*** DATA UNDER STUDY ***

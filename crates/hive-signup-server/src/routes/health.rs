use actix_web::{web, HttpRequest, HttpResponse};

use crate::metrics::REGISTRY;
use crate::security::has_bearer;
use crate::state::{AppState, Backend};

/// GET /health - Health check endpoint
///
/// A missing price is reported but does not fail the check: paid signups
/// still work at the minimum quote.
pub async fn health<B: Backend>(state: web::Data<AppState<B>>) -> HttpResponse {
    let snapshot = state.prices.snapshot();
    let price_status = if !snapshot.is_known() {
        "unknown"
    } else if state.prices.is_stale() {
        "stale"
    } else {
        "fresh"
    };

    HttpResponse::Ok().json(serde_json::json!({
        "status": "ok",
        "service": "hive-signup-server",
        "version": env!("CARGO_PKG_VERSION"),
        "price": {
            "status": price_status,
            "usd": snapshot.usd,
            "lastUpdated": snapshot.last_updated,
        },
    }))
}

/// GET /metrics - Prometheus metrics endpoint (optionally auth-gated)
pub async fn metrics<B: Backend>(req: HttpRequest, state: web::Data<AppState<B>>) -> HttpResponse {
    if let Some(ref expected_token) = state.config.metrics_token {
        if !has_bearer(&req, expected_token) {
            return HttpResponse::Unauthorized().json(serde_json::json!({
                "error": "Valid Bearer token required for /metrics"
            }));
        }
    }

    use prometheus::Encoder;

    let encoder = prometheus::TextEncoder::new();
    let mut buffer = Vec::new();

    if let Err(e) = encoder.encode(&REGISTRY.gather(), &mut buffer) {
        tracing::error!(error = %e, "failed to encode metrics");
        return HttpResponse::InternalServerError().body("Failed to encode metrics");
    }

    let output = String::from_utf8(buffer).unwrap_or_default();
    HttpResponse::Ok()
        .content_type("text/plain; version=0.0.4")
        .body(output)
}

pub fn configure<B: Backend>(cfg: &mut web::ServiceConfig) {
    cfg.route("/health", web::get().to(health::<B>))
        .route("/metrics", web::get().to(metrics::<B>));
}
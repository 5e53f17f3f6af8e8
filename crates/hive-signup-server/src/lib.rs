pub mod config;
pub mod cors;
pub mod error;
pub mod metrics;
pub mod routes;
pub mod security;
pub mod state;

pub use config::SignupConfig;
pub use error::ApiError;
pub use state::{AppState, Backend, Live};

*** End of DATA UNDER STUDY ***

EXERCISE> Select and copy every line of the listing with the word "version".

OUTPUT OF THE EXERCISE>
        "version": env!("CARGO_PKG_VERSION"),
        .content_type("text/plain; version=0.0.4")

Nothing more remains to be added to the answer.